# What to produce
Lines below that include "rest" are the answer; copy each one.

-=-=-=-=-

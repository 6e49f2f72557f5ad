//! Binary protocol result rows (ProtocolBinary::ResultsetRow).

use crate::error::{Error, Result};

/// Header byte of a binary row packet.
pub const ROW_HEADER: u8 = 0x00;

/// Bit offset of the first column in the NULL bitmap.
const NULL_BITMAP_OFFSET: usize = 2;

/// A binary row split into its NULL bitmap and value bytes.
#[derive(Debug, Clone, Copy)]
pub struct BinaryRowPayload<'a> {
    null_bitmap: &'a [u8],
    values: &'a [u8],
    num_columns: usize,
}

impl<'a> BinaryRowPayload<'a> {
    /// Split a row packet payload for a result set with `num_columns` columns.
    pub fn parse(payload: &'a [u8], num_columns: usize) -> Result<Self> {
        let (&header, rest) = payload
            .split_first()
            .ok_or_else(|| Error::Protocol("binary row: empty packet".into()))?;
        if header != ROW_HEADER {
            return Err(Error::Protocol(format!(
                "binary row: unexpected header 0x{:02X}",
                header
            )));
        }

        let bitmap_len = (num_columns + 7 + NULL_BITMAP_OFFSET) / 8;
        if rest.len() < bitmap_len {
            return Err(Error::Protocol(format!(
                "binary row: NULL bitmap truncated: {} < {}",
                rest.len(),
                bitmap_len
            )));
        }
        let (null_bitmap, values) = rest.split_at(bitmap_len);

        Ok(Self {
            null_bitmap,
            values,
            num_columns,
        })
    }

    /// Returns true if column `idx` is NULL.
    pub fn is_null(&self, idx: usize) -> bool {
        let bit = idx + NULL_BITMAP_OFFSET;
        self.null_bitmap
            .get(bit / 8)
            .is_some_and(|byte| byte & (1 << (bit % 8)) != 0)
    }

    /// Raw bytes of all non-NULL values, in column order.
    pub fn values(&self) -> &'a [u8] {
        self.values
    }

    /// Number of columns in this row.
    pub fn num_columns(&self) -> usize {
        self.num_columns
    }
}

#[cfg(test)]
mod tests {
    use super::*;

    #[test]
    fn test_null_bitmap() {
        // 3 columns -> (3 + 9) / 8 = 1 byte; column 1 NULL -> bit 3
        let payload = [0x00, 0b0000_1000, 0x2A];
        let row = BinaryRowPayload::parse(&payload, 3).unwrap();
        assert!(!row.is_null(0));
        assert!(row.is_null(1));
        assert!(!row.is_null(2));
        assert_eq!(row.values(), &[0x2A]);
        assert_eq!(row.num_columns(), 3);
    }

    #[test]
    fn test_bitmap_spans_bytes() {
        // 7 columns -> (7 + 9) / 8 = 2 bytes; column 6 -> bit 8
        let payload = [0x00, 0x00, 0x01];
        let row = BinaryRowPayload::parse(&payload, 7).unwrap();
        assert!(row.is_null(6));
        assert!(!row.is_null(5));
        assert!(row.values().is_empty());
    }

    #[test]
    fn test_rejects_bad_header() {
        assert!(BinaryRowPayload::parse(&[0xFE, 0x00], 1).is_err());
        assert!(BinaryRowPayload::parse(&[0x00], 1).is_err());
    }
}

-=-=-=-=-

# Answer to this exercise
        let (&header, rest) = payload
        if rest.len() < bitmap_len {
                rest.len(),
        let (null_bitmap, values) = rest.split_at(bitmap_len);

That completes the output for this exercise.